**Task details:**
Reproduce the full listing exactly.

**Provided data:**
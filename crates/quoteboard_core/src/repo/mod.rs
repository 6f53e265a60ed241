//! Repository layer abstractions and persistence implementations.
//!
//! # Responsibility
//! - Define the quote data access contract (`quote_repo`).
//! - Provide interchangeable file-backed (`file_repo`) and SQLite
//!   (`sqlite_repo`) implementations with identical observable behavior.
//! - Resolve store directory paths and write the build artifact (`layout`).
//!
//! # Invariants
//! - Callers depend on `QuoteRepository`, never on a concrete backend.
//! - Repository APIs return semantic errors (`NotFound`, `Malformed`) in
//!   addition to transport errors.

pub mod file_repo;
pub mod layout;
pub mod quote_repo;
pub mod sqlite_repo;
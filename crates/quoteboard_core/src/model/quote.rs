//! Quote domain model.
//!
//! # Responsibility
//! - Define the canonical record shared by file-backed and SQLite stores.
//! - Define paged listing and search selector shapes returned by repositories.
//!
//! # Invariants
//! - `id` is assigned once by a repository and never reused after deletion.
//! - `content` and `author` may be empty but are always present.
//! - `SearchType` is a closed set; each variant maps to one fixed column label.

use serde::{Deserialize, Serialize};
use std::error::Error;
use std::fmt::{Display, Formatter};
use std::str::FromStr;

/// Identifier assigned by a repository on create.
pub type QuoteId = i64;

/// Persisted quote record.
#[derive(Debug, Clone, PartialEq, Eq, Serialize, Deserialize)]
pub struct Quote {
    /// Repository-assigned identifier, monotonic per store.
    pub id: QuoteId,
    /// Quote body.
    pub content: String,
    /// Author attribution.
    pub author: String,
}

impl Quote {
    pub fn new(id: QuoteId, content: impl Into<String>, author: impl Into<String>) -> Self {
        Self {
            id,
            content: content.into(),
            author: author.into(),
        }
    }
}

/// Create input: a quote before the repository assigns its identifier.
#[derive(Debug, Clone, PartialEq, Eq, Serialize, Deserialize)]
pub struct NewQuote {
    pub content: String,
    pub author: String,
}

impl NewQuote {
    pub fn new(content: impl Into<String>, author: impl Into<String>) -> Self {
        Self {
            content: content.into(),
            author: author.into(),
        }
    }

    /// Binds this input to a repository-assigned identifier.
    pub fn with_id(&self, id: QuoteId) -> Quote {
        Quote::new(id, self.content.clone(), self.author.clone())
    }
}

/// One page-limited listing result.
///
/// `quotes` is ordered by identifier descending (most recent first) and holds
/// up to `PAGE_SIZE * current_page` records; every page is a prefix of the
/// next one.
#[derive(Debug, Clone, PartialEq, Eq, Serialize, Deserialize)]
pub struct PagedQuotes {
    /// Number of records matching the listing or search filter.
    ///
    /// Consumers have always received the matching row count under this name,
    /// not a count of pages.
    pub max_page: u64,
    /// 1-based page requested by the caller.
    pub current_page: u32,
    pub quotes: Vec<Quote>,
}

/// Field selector for keyword search.
#[derive(Debug, Clone, Copy, PartialEq, Eq, Serialize, Deserialize)]
#[serde(rename_all = "snake_case")]
pub enum SearchType {
    /// Match against `author`.
    Author,
    /// Match against `content`.
    Content,
}

impl SearchType {
    /// Storage column / record field label for this selector.
    pub fn label(self) -> &'static str {
        match self {
            Self::Author => "author",
            Self::Content => "content",
        }
    }

    /// Returns whether `quote`'s selected field contains `keyword`.
    ///
    /// Case-sensitive plain substring match; an empty keyword matches all.
    pub fn matches(self, quote: &Quote, keyword: &str) -> bool {
        match self {
            Self::Author => quote.author.contains(keyword),
            Self::Content => quote.content.contains(keyword),
        }
    }
}

/// Rejected `SearchType` label.
#[derive(Debug, Clone, PartialEq, Eq)]
pub struct UnknownSearchType(pub String);

impl Display for UnknownSearchType {
    fn fmt(&self, f: &mut Formatter<'_>) -> std::fmt::Result {
        write!(
            f,
            "unknown search type `{}`; expected author|content",
            self.0
        )
    }
}

impl Error for UnknownSearchType {}

impl FromStr for SearchType {
    type Err = UnknownSearchType;

    fn from_str(value: &str) -> Result<Self, Self::Err> {
        match value.trim().to_ascii_lowercase().as_str() {
            "author" => Ok(Self::Author),
            "content" => Ok(Self::Content),
            _ => Err(UnknownSearchType(value.to_string())),
        }
    }
}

**Output for this exercise:**
filename crates/quoteboard_core/src/repo/mod.rs
repository 6f53e265a60ed241
//! Repository layer abstractions and persistence implementations.
//!
//! # Responsibility
//! - Define the quote data access contract (`quote_repo`).
//! - Provide interchangeable file-backed (`file_repo`) and SQLite
//!   (`sqlite_repo`) implementations with identical observable behavior.
//! - Resolve store directory paths and write the build artifact (`layout`).
//!
//! # Invariants
//! - Callers depend on `QuoteRepository`, never on a concrete backend.
//! - Repository APIs return semantic errors (`NotFound`, `Malformed`) in
//!   addition to transport errors.

pub mod file_repo;
pub mod layout;
pub mod quote_repo;
pub mod sqlite_repo;
filename crates/quoteboard_core/src/model/quote.rs
//! Quote domain model.
//!
//! # Responsibility
//! - Define the canonical record shared by file-backed and SQLite stores.
//! - Define paged listing and search selector shapes returned by repositories.
//!
//! # Invariants
//! - `id` is assigned once by a repository and never reused after deletion.
//! - `content` and `author` may be empty but are always present.
//! - `SearchType` is a closed set; each variant maps to one fixed column label.

use serde::{Deserialize, Serialize};
use std::error::Error;
use std::fmt::{Display, Formatter};
use std::str::FromStr;

/// Identifier assigned by a repository on create.
pub type QuoteId = i64;

/// Persisted quote record.
#[derive(Debug, Clone, PartialEq, Eq, Serialize, Deserialize)]
pub struct Quote {
    /// Repository-assigned identifier, monotonic per store.
    pub id: QuoteId,
    /// Quote body.
    pub content: String,
    /// Author attribution.
    pub author: String,
}

impl Quote {
    pub fn new(id: QuoteId, content: impl Into<String>, author: impl Into<String>) -> Self {
        Self {
            id,
            content: content.into(),
            author: author.into(),
        }
    }
}

/// Create input: a quote before the repository assigns its identifier.
#[derive(Debug, Clone, PartialEq, Eq, Serialize, Deserialize)]
pub struct NewQuote {
    pub content: String,
    pub author: String,
}

impl NewQuote {
    pub fn new(content: impl Into<String>, author: impl Into<String>) -> Self {
        Self {
            content: content.into(),
            author: author.into(),
        }
    }

    /// Binds this input to a repository-assigned identifier.
    pub fn with_id(&self, id: QuoteId) -> Quote {
        Quote::new(id, self.content.clone(), self.author.clone())
    }
}

/// One page-limited listing result.
///
/// `quotes` is ordered by identifier descending (most recent first) and holds
/// up to `PAGE_SIZE * current_page` records; every page is a prefix of the
/// next one.
#[derive(Debug, Clone, PartialEq, Eq, Serialize, Deserialize)]
pub struct PagedQuotes {
    /// Number of records matching the listing or search filter.
    ///
    /// Consumers have always received the matching row count under this name,
    /// not a count of pages.
    pub max_page: u64,
    /// 1-based page requested by the caller.
    pub current_page: u32,
    pub quotes: Vec<Quote>,
}

/// Field selector for keyword search.
#[derive(Debug, Clone, Copy, PartialEq, Eq, Serialize, Deserialize)]
#[serde(rename_all = "snake_case")]
pub enum SearchType {
    /// Match against `author`.
    Author,
    /// Match against `content`.
    Content,
}

impl SearchType {
    /// Storage column / record field label for this selector.
    pub fn label(self) -> &'static str {
        match self {
            Self::Author => "author",
            Self::Content => "content",
        }
    }

    /// Returns whether `quote`'s selected field contains `keyword`.
    ///
    /// Case-sensitive plain substring match; an empty keyword matches all.
    pub fn matches(self, quote: &Quote, keyword: &str) -> bool {
        match self {
            Self::Author => quote.author.contains(keyword),
            Self::Content => quote.content.contains(keyword),
        }
    }
}

/// Rejected `SearchType` label.
#[derive(Debug, Clone, PartialEq, Eq)]
pub struct UnknownSearchType(pub String);

impl Display for UnknownSearchType {
    fn fmt(&self, f: &mut Formatter<'_>) -> std::fmt::Result {
        write!(
            f,
            "unknown search type `{}`; expected author|content",
            self.0
        )
    }
}

impl Error for UnknownSearchType {}

impl FromStr for SearchType {
    type Err = UnknownSearchType;

    fn from_str(value: &str) -> Result<Self, Self::Err> {
        match value.trim().to_ascii_lowercase().as_str() {
            "author" => Ok(Self::Author),
            "content" => Ok(Self::Content),
            _ => Err(UnknownSearchType(value.to_string())),
        }
    }
}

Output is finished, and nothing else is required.